The default index includes:

Pipecat documentation — docs.pipecat.ai (200+ pages)
Pipecat framework — pipecat-ai/pipecat (Python AST-indexed: classes, methods, imports, call graphs)
Pipecat examples — pipecat-ai/pipecat-examples (project-level code examples)
Daily Python SDK — daily-co/daily-python (.pyi stubs + RST type definitions)
TypeScript SDKs — pipecat-client-web, pipecat-client-web-transports, voice-ui-kit, and more (tree-sitter-indexed)

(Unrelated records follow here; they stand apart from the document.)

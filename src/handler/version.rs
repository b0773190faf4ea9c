//! Version-specific function resolution.
//!
//! Backend functions may be declared for a range of backend versions, either
//! declaratively ([`VersionRange`]) or through the name grammar
//! `name_v_<a>_to_<b>`, `name_v_<a>_and_above` and `name_v_<a>_and_below`,
//! where `p` stands for the dot (`1p6` is `1.6`).

use std::cmp::Ordering;
use std::fmt::{Display, Formatter};
use std::str::FromStr;

use crate::handler::function::{ModuleEntry, ModuleTable};

#[derive(Debug, Clone, PartialEq, Eq, thiserror::Error)]
pub enum VersionParseError {
    #[error("Invalid version string {0:?}")]
    InvalidVersion(String),
    #[error("Invalid version-specific function name {0:?}")]
    InvalidFunctionName(String),
}

/// Dotted numeric version. Missing trailing components compare as zero.
#[derive(Debug, Clone)]
pub struct Version(Vec<u64>);

impl Version {
    pub fn new(parts: &[u64]) -> Self {
        Self(parts.to_vec())
    }

    /// Parses `1.2.3`, ignoring any local suffix after `+`.
    pub fn parse(s: &str) -> Result<Self, VersionParseError> {
        let core = s.split('+').next().unwrap_or_default().trim();
        if core.is_empty() {
            return Err(VersionParseError::InvalidVersion(s.to_string()));
        }
        core.split('.')
            .map(|x| x.parse::<u64>())
            .collect::<Result<Vec<_>, _>>()
            .map(Version)
            .map_err(|_| VersionParseError::InvalidVersion(s.to_string()))
    }

    pub fn parts(&self) -> &[u64] {
        &self.0
    }
}

impl FromStr for Version {
    type Err = VersionParseError;

    fn from_str(s: &str) -> Result<Self, Self::Err> {
        Version::parse(s)
    }
}

impl Display for Version {
    fn fmt(&self, f: &mut Formatter<'_>) -> std::fmt::Result {
        let parts: Vec<String> = self.0.iter().map(u64::to_string).collect();
        write!(f, "{}", parts.join("."))
    }
}

impl Ord for Version {
    fn cmp(&self, other: &Self) -> Ordering {
        let n = self.0.len().max(other.0.len());
        for i in 0..n {
            let a = self.0.get(i).copied().unwrap_or(0);
            let b = other.0.get(i).copied().unwrap_or(0);
            match a.cmp(&b) {
                Ordering::Equal => continue,
                o => return o,
            }
        }
        Ordering::Equal
    }
}

impl PartialOrd for Version {
    fn partial_cmp(&self, other: &Self) -> Option<Ordering> {
        Some(self.cmp(other))
    }
}

impl PartialEq for Version {
    fn eq(&self, other: &Self) -> bool {
        self.cmp(other) == Ordering::Equal
    }
}

impl Eq for Version {}

#[derive(Debug, Clone, PartialEq, Eq)]
pub enum VersionRange {
    /// Inclusive on both ends.
    Between(Version, Version),
    AndAbove(Version),
    AndBelow(Version),
}

impl VersionRange {
    pub fn contains(&self, version: &Version) -> bool {
        match self {
            VersionRange::Between(lo, hi) => lo <= version && version <= hi,
            VersionRange::AndAbove(lo) => lo <= version,
            VersionRange::AndBelow(hi) => version <= hi,
        }
    }
}

impl Display for VersionRange {
    fn fmt(&self, f: &mut Formatter<'_>) -> std::fmt::Result {
        match self {
            VersionRange::Between(lo, hi) => write!(f, "{lo} to {hi}"),
            VersionRange::AndAbove(lo) => write!(f, "{lo} and above"),
            VersionRange::AndBelow(hi) => write!(f, "{hi} and below"),
        }
    }
}

fn parse_name_version(name: &str, part: &str) -> Result<Version, VersionParseError> {
    Version::parse(&part.replace('p', "."))
        .map_err(|_| VersionParseError::InvalidFunctionName(name.to_string()))
}

/// Splits a version-suffixed name into its canonical name and range.
///
/// Names without the `_v_` marker, or whose suffix does not follow the
/// grammar, are not version-specific and yield `None`. A suffix that follows
/// the grammar but holds a malformed version is an error.
pub fn parse_versioned_name(name: &str) -> Result<Option<(String, VersionRange)>, VersionParseError> {
    let Some(idx) = name.find("_v_") else {
        return Ok(None);
    };
    let canonical = &name[..idx];
    let suffix = &name[idx + 3..];
    if canonical.is_empty() {
        return Err(VersionParseError::InvalidFunctionName(name.to_string()));
    }
    let range = if let Some(lo) = suffix.strip_suffix("_and_above") {
        VersionRange::AndAbove(parse_name_version(name, lo)?)
    } else if let Some(hi) = suffix.strip_suffix("_and_below") {
        VersionRange::AndBelow(parse_name_version(name, hi)?)
    } else if let Some((lo, hi)) = suffix.split_once("_to_") {
        VersionRange::Between(parse_name_version(name, lo)?, parse_name_version(name, hi)?)
    } else {
        return Ok(None);
    };
    Ok(Some((canonical.to_string(), range)))
}

fn bind_entry(out: &mut Vec<(String, ModuleEntry)>, name: &str, entry: ModuleEntry) {
    match out.iter_mut().find(|(k, _)| k == name) {
        Some(slot) => slot.1 = entry,
        None => out.push((name.to_string(), entry)),
    }
}

/// Produces the table a backend at `version` exposes: every versioned entry
/// whose range contains `version` is bound to its canonical name, later
/// entries overriding earlier ones. Matching ranges win over a plain entry
/// of the canonical name wherever it is declared. Canonical names with no
/// matching range are left as declared.
pub fn resolve_version_specific(table: &ModuleTable, version: &Version) -> Result<ModuleTable, VersionParseError> {
    let mut out: Vec<(String, ModuleEntry)> = Vec::with_capacity(table.entries().len());
    for (name, entry) in table.entries() {
        match entry {
            ModuleEntry::Module(sub) => {
                bind_entry(&mut out, name, ModuleEntry::Module(resolve_version_specific(sub, version)?));
            }
            ModuleEntry::Versioned { .. } => {}
            _ => bind_entry(&mut out, name, entry.clone()),
        }
    }
    for (name, entry) in table.entries() {
        let (canonical, range, function) = match entry {
            ModuleEntry::Function(callable) => match parse_versioned_name(name)? {
                Some((canonical, range)) => (canonical, range, callable),
                None => continue,
            },
            ModuleEntry::Versioned {
                canonical,
                range,
                function,
            } => (canonical.clone(), range.clone(), function),
            _ => continue,
        };
        if range.contains(version) {
            bind_entry(&mut out, &canonical, ModuleEntry::Function(function.clone()));
        }
    }
    Ok(ModuleTable::from_entries(table.location(), out))
}

#[cfg(test)]
mod tests {
    use super::*;
    use crate::handler::function::{BackendFn, backend_fn};
    use crate::handler::wrapper::Callable;
    use crate::value::Value;
    use std::sync::Arc;

    #[test]
    fn test_version_parse_drops_local_suffix() {
        assert_eq!(Version::parse("2.1.0+cu118").unwrap(), Version::new(&[2, 1, 0]));
        assert_eq!(Version::parse("1.5").unwrap(), Version::parse("1.5.0").unwrap());
        assert!(Version::parse("1.x").is_err());
        assert!(Version::parse("").is_err());
    }

    #[test]
    fn test_name_grammar() {
        let (name, range) = parse_versioned_name("op_v_1p0_to_1p5").unwrap().unwrap();
        assert_eq!(name, "op");
        assert_eq!(range, VersionRange::Between(Version::new(&[1, 0]), Version::new(&[1, 5])));
        let (_, range) = parse_versioned_name("op_v_1p6_and_above").unwrap().unwrap();
        assert_eq!(range, VersionRange::AndAbove(Version::new(&[1, 6])));
        let (_, range) = parse_versioned_name("op_v_0p9_and_below").unwrap().unwrap();
        assert!(range.contains(&Version::new(&[0, 9, 0])));
        assert!(parse_versioned_name("matmul").unwrap().is_none());
        assert!(parse_versioned_name("conv_v_legacy").unwrap().is_none());
        assert!(parse_versioned_name("op_v_1px_to_2").is_err());
    }

    #[test]
    fn test_between_is_inclusive() {
        let range = VersionRange::Between(Version::new(&[1, 0]), Version::new(&[1, 5]));
        assert!(range.contains(&Version::parse("1.5.0").unwrap()));
        assert!(range.contains(&Version::parse("1.0").unwrap()));
        assert!(!range.contains(&Version::parse("1.5.1").unwrap()));
    }

    fn bound<'a>(table: &'a ModuleTable, name: &str) -> Option<&'a BackendFn> {
        match table.get(name)? {
            ModuleEntry::Function(Callable::Raw(f)) => Some(f),
            _ => None,
        }
    }

    #[test]
    fn test_later_matching_entries_override() {
        let generic = backend_fn(|_, _| Ok(Value::from("generic")));
        let wide = backend_fn(|_, _| Ok(Value::from("wide")));
        let narrow = backend_fn(|_, _| Ok(Value::from("narrow")));
        let table = ModuleTable::new("backends.test")
            .callable("op", Callable::Raw(generic.clone()))
            .callable("op_v_1p0_and_above", Callable::Raw(wide.clone()))
            .callable("op_v_1p2_to_1p4", Callable::Raw(narrow.clone()))
            .constant("pi", Value::Float(3.0));

        let resolved = resolve_version_specific(&table, &Version::new(&[1, 3])).unwrap();
        assert!(Arc::ptr_eq(bound(&resolved, "op").unwrap(), &narrow));
        let resolved = resolve_version_specific(&table, &Version::new(&[1, 8])).unwrap();
        assert!(Arc::ptr_eq(bound(&resolved, "op").unwrap(), &wide));
        let resolved = resolve_version_specific(&table, &Version::new(&[0, 1])).unwrap();
        assert!(Arc::ptr_eq(bound(&resolved, "op").unwrap(), &generic));
        assert!(resolved.get("pi").is_some());
    }

    #[test]
    fn test_matching_range_beats_generic_declared_after_it() {
        let generic = backend_fn(|_, _| Ok(Value::from("generic")));
        let versioned = backend_fn(|_, _| Ok(Value::from("versioned")));
        let table = ModuleTable::new("backends.test")
            .callable("op_v_1p0_to_1p5", Callable::Raw(versioned.clone()))
            .versioned("other", VersionRange::AndAbove(Version::new(&[1])), versioned.clone())
            .callable("op", Callable::Raw(generic.clone()))
            .callable("other", Callable::Raw(generic.clone()));

        let resolved = resolve_version_specific(&table, &Version::parse("1.4.0").unwrap()).unwrap();
        assert!(Arc::ptr_eq(bound(&resolved, "op").unwrap(), &versioned));
        assert!(Arc::ptr_eq(bound(&resolved, "other").unwrap(), &versioned));
        let resolved = resolve_version_specific(&table, &Version::parse("0.9").unwrap()).unwrap();
        assert!(Arc::ptr_eq(bound(&resolved, "op").unwrap(), &generic));
        assert!(Arc::ptr_eq(bound(&resolved, "other").unwrap(), &generic));
    }

    #[test]
    fn test_declarative_ranges_resolve_inside_sub_modules() {
        let old = backend_fn(|_, _| Ok(Value::None));
        let new = backend_fn(|_, _| Ok(Value::None));
        let table = ModuleTable::new("backends.test").module(
            "linalg",
            ModuleTable::new("backends.test.linalg")
                .versioned("matmul", VersionRange::AndBelow(Version::new(&[0, 8])), old.clone())
                .versioned("matmul", VersionRange::AndAbove(Version::new(&[0, 9])), new.clone()),
        );
        let resolved = resolve_version_specific(&table, &Version::parse("0.9.1").unwrap()).unwrap();
        let Some(ModuleEntry::Module(linalg)) = resolved.get("linalg") else {
            panic!("linalg missing");
        };
        assert!(Arc::ptr_eq(bound(linalg, "matmul").unwrap(), &new));
    }
}
use crate::functional_tests::{input, output, test_eq_bf16, test_eq_f16, test_eq_f32, test_eq_f64};
use half::{bf16, f16};
use omni_tensor::args;
use omni_tensor::backends::ndarray_backend::NDArrayNumericTensor;
use omni_tensor::handler::IsolatedBackend;

pub fn test_add_fp32(backend: &IsolatedBackend) {
    let a = input(backend, NDArrayNumericTensor::from_vec(vec![0.75f32, 0.9375, 0.125]));
    let b = input(backend, NDArrayNumericTensor::from_vec(vec![4.5f32, 5.5, 38.25]));
    let result = backend.call("add", args![a, b]).unwrap();
    let correct = NDArrayNumericTensor::from_vec(vec![5.25f32, 6.4375, 38.375]);
    test_eq_f32(output(backend, result), correct);
}

pub fn test_add_bf16(backend: &IsolatedBackend) {
    let a = input(
        backend,
        NDArrayNumericTensor::from_vec(vec![
            bf16::from_f32(0.75390625),
            bf16::from_f32(0.93359375),
            bf16::from_f32(0.13671875),
        ]),
    );
    let b = input(
        backend,
        NDArrayNumericTensor::from_vec(vec![
            bf16::from_f32(4.40625),
            bf16::from_f32(5.65625),
            bf16::from_f32(38.25),
        ]),
    );
    let result = backend.call("add", args![a, b]).unwrap();
    let correct = NDArrayNumericTensor::from_vec(vec![
        bf16::from_f32(5.15625),
        bf16::from_f32(6.59375),
        bf16::from_f32(38.25),
    ]);
    test_eq_bf16(output(backend, result), correct);
}

pub fn test_mul_f16(backend: &IsolatedBackend) {
    let a = input(
        backend,
        NDArrayNumericTensor::from_vec(vec![f16::from_f32(1.5), f16::from_f32(-2.0), f16::from_f32(0.25)]),
    );
    let b = input(
        backend,
        NDArrayNumericTensor::from_vec(vec![f16::from_f32(2.0), f16::from_f32(3.0), f16::from_f32(8.0)]),
    );
    let result = backend.call("multiply", args![a, b]).unwrap();
    let correct = NDArrayNumericTensor::from_vec(vec![f16::from_f32(3.0), f16::from_f32(-6.0), f16::from_f32(2.0)]);
    test_eq_f16(output(backend, result), correct);
}

pub fn test_sub_broadcast_fp32(backend: &IsolatedBackend) {
    let a = input(
        backend,
        NDArrayNumericTensor::from_vec_shape(vec![1.0f32, 2.0, 3.0, 4.0, 5.0, 6.0], &[2, 3]).unwrap(),
    );
    let b = input(backend, NDArrayNumericTensor::from_vec(vec![1.0f32, 1.0, 2.0]));
    let result = backend.call("subtract", args![a, b]).unwrap();
    let correct = NDArrayNumericTensor::from_vec_shape(vec![0.0f32, 1.0, 1.0, 3.0, 4.0, 4.0], &[2, 3]).unwrap();
    test_eq_f32(output(backend, result), correct);
}

pub fn test_scalar_literal_keeps_array_dtype(backend: &IsolatedBackend) {
    let a = input(backend, NDArrayNumericTensor::from_vec(vec![1.0f32, 2.0]));
    let result = backend.call("multiply", args![a, 2.5]).unwrap();
    test_eq_f32(output(backend, result), NDArrayNumericTensor::from_vec(vec![2.5f32, 5.0]));
}

pub fn test_integer_divide_is_true_division(backend: &IsolatedBackend) {
    let a = input(backend, NDArrayNumericTensor::from_vec(vec![1i64, 2, 3]));
    let b = input(backend, NDArrayNumericTensor::from_vec(vec![2i64, 2, 2]));
    let result = backend.call("divide", args![a, b]).unwrap();
    test_eq_f64(output(backend, result), NDArrayNumericTensor::from_vec(vec![0.5f64, 1.0, 1.5]));
}

pub fn test_unary_fp32(backend: &IsolatedBackend) {
    let x = input(backend, NDArrayNumericTensor::from_vec(vec![-4.0f32, 0.0, 9.0]));
    let abs = backend.call("abs", args![x.clone()]).unwrap();
    test_eq_f32(output(backend, abs.clone()), NDArrayNumericTensor::from_vec(vec![4.0f32, 0.0, 9.0]));
    let sqrt = backend.call("sqrt", args![abs]).unwrap();
    test_eq_f32(output(backend, sqrt), NDArrayNumericTensor::from_vec(vec![2.0f32, 0.0, 3.0]));
    let neg = backend.call("negative", args![x]).unwrap();
    test_eq_f32(output(backend, neg), NDArrayNumericTensor::from_vec(vec![4.0f32, 0.0, -9.0]));
    let exp = backend
        .call("exp", args![input(backend, NDArrayNumericTensor::from_vec(vec![0.0f32, 1.0]))])
        .unwrap();
    test_eq_f32(
        output(backend, exp),
        NDArrayNumericTensor::from_vec(vec![1.0f32, std::f32::consts::E]),
    );
}

pub fn test_square_is_compositional_everywhere(backend: &IsolatedBackend) {
    let f = backend.namespace().function("square").unwrap();
    assert!(f.is_compositional());
    let x = input(backend, NDArrayNumericTensor::from_vec(vec![-3.0f32, 0.5]));
    let result = backend.call("square", args![x]).unwrap();
    test_eq_f32(output(backend, result), NDArrayNumericTensor::from_vec(vec![9.0f32, 0.25]));
}
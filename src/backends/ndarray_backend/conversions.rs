use half::{bf16, f16};
use ndarray::{ArcArray, IxDyn};

use crate::backends::ndarray_backend::{NDArrayNumericTensor, NDArrayNumericTensorError};
use crate::dtype::{DType, DTypeOfPrimitive};
use crate::value::Value;

pub trait NDArrayNumericTensorType: Sized + DTypeOfPrimitive + Clone {
    fn ndarray_numeric_tensor_from_ndarray(value: ArcArray<Self, IxDyn>) -> NDArrayNumericTensor;
    fn ndarray_numeric_tensor_inner(
        tensor: &NDArrayNumericTensor,
    ) -> Result<&ArcArray<Self, IxDyn>, NDArrayNumericTensorError>;
}

impl NDArrayNumericTensor {
    pub fn from_vec_shape<T: NDArrayNumericTensorType>(
        v: Vec<T>,
        shape: &[usize],
    ) -> Result<Self, NDArrayNumericTensorError> {
        let arr: ArcArray<T, IxDyn> = ArcArray::from_shape_vec(IxDyn(shape), v)?;
        Ok(T::ndarray_numeric_tensor_from_ndarray(arr))
    }

    pub fn from_vec<T: NDArrayNumericTensorType>(v: Vec<T>) -> Self {
        T::ndarray_numeric_tensor_from_ndarray(ArcArray::from_vec(v).into_dyn())
    }

    pub fn scalar<T: NDArrayNumericTensorType>(v: T) -> Self {
        T::ndarray_numeric_tensor_from_ndarray(ArcArray::from_elem(IxDyn(&[]), v))
    }

    pub fn try_to_vec<T: NDArrayNumericTensorType>(&self) -> Result<Vec<T>, NDArrayNumericTensorError> {
        Ok(T::ndarray_numeric_tensor_inner(self)?.iter().cloned().collect())
    }

    pub fn as_inner<T: NDArrayNumericTensorType>(&self) -> Result<&ArcArray<T, IxDyn>, NDArrayNumericTensorError> {
        T::ndarray_numeric_tensor_inner(self)
    }

    /// Build a tensor from a scalar or a (possibly nested) list of scalars.
    ///
    /// Without an explicit `dtype`, any float makes the result `float64`,
    /// otherwise any integer makes it `int64`, otherwise it is `bool`.
    pub fn from_value(value: &Value, dtype: Option<DType>) -> Result<Self, NDArrayNumericTensorError> {
        let mut shape = Vec::new();
        let mut leaf_depth = None;
        let mut leaves = Vec::new();
        flatten_value(value, 0, &mut shape, &mut leaf_depth, &mut leaves)?;

        let inferred = if leaves.iter().any(|x| matches!(x, Leaf::Float(_))) || leaves.is_empty() {
            DType::F64
        } else if leaves.iter().any(|x| matches!(x, Leaf::Int(_))) {
            DType::I64
        } else {
            DType::BOOL
        };
        let tensor = match inferred {
            DType::F64 => Self::from_vec_shape(leaves.iter().map(Leaf::as_f64).collect::<Vec<f64>>(), &shape)?,
            DType::I64 => Self::from_vec_shape(leaves.iter().map(Leaf::as_i64).collect::<Vec<i64>>(), &shape)?,
            _ => Self::from_vec_shape(leaves.iter().map(|x| x.as_i64() != 0).collect::<Vec<bool>>(), &shape)?,
        };
        match dtype {
            Some(dtype) => tensor.cast(dtype),
            None => Ok(tensor),
        }
    }
}

enum Leaf {
    Bool(bool),
    Int(i64),
    Float(f64),
}

impl Leaf {
    fn as_f64(&self) -> f64 {
        match self {
            Leaf::Bool(b) => *b as u8 as f64,
            Leaf::Int(i) => *i as f64,
            Leaf::Float(f) => *f,
        }
    }

    fn as_i64(&self) -> i64 {
        match self {
            Leaf::Bool(b) => *b as i64,
            Leaf::Int(i) => *i,
            Leaf::Float(f) => *f as i64,
        }
    }
}

fn flatten_value(
    value: &Value,
    depth: usize,
    shape: &mut Vec<usize>,
    leaf_depth: &mut Option<usize>,
    out: &mut Vec<Leaf>,
) -> Result<(), NDArrayNumericTensorError> {
    let leaf = match value {
        Value::List(items) => {
            if shape.len() == depth {
                shape.push(items.len());
            } else if shape[depth] != items.len() {
                return Err(NDArrayNumericTensorError::RaggedSequence(shape[depth], items.len()));
            }
            for item in items {
                flatten_value(item, depth + 1, shape, leaf_depth, out)?;
            }
            return Ok(());
        }
        Value::Bool(b) => Leaf::Bool(*b),
        Value::Int(i) => Leaf::Int(*i),
        Value::Float(f) => Leaf::Float(*f),
        other => return Err(NDArrayNumericTensorError::UnsupportedValue(other.type_label().to_string())),
    };
    // Every scalar must sit at the same nesting depth
    match leaf_depth {
        None => *leaf_depth = Some(depth),
        Some(d) if *d != depth => {
            return Err(NDArrayNumericTensorError::RaggedSequence(*d, depth));
        }
        _ => {}
    }
    out.push(leaf);
    Ok(())
}

#[macro_export]
macro_rules! impl_type_ndarray_backend {
    ($a:ident, $b:ident) => {
        impl NDArrayNumericTensorType for $a {
            fn ndarray_numeric_tensor_from_ndarray(value: ArcArray<Self, IxDyn>) -> NDArrayNumericTensor {
                NDArrayNumericTensor::$b(value)
            }

            fn ndarray_numeric_tensor_inner(
                tensor: &NDArrayNumericTensor,
            ) -> Result<&ArcArray<Self, IxDyn>, NDArrayNumericTensorError> {
                if let NDArrayNumericTensor::$b(x) = tensor {
                    Ok(x)
                } else {
                    Err(NDArrayNumericTensorError::WrongDTypeError(Self::DTYPE, tensor.dtype()))
                }
            }
        }
    };
}

impl_type_ndarray_backend!(f64, F64);
impl_type_ndarray_backend!(f32, F32);
impl_type_ndarray_backend!(bf16, BF16);
impl_type_ndarray_backend!(f16, F16);
impl_type_ndarray_backend!(i64, I64);
impl_type_ndarray_backend!(i32, I32);
impl_type_ndarray_backend!(u32, U32);
impl_type_ndarray_backend!(u8, U8);
impl_type_ndarray_backend!(bool, BOOL);

impl<T: NDArrayNumericTensorType> From<Vec<T>> for NDArrayNumericTensor {
    fn from(value: Vec<T>) -> Self {
        NDArrayNumericTensor::from_vec(value)
    }
}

Add more repos via PIPECAT_HUB_EXTRA_REPOS.

Security

Threat model: docs/security/threat-model.md
Vulnerability reporting: SECURITY.md
Upstream denylisting: PIPECAT_HUB_TAINTED_REPOS and PIPECAT_HUB_TAINTED_REFS

Troubleshooting

Empty results — run uv run pipecat-context-hub refresh to populate the index
Stale results — run uv run pipecat-context-hub refresh --force to re-ingest from latest upstream
Index corruption — run uv run pipecat-context-hub refresh --force --reset-index to wipe and rebuild
serve exits immediately with code 2 — the index is empty or
unopenable. Run uv run pipecat-context-hub refresh (or
refresh --force --reset-index if the error message mentions a failed
open) and try again. This is deliberate: prior versions started anyway
and MCP clients hung on every query.
Stale serve processes — serve polls its parent PID every 2s
and exits cleanly when the MCP client disappears (look for
Shutting down: parent_died original_ppid=… current_ppid=1 in the
trace). If you still see orphans (older versions, or Windows where the
watchdog is disabled), pkill -f "pipecat-context-hub serve" is safe
to run between sessions.
Diagnosing degraded starts — on serve boot, look for
pipecat-context-hub vX.Y.Z starting: … (INFO) to confirm the running
version and index content-type counts. If reranking is off, a
Reranker disabled at startup: reason=… (WARNING) line names the
cause (config_disabled | not_cached) and, for not_cached, the
exact HF cache directory probed.

Windows

Refresh appears to hang or returns zero code results — a prior
refresh may have left a clone half-initialised (common after an
interrupted run or antivirus quarantine). pipecat-context-hub now
detects this on the next refresh and re-clones automatically; look for
Recovered N corrupt clone(s): … in the summary. As a manual remedy you
can delete %LOCALAPPDATA%\pipecat-context-hub\repos\.
UnicodeEncodeError in the refresh summary — the summary table uses
box-drawing characters that some Windows code pages (cp1252, cp1254,
etc.) cannot encode. The server falls back to ASCII automatically. To
opt into the full Unicode output, set PYTHONIOENCODING=utf-8 before
invoking refresh, or use Windows Terminal (which defaults to UTF-8).

If the server returns poor or missing results, file a retrieval quality issue —
the issue template includes a diagnostic prompt your coding agent can run to
generate a structured report.

Contributing

See CONTRIBUTING.md for architecture, development workflow,
benchmarking, and project structure.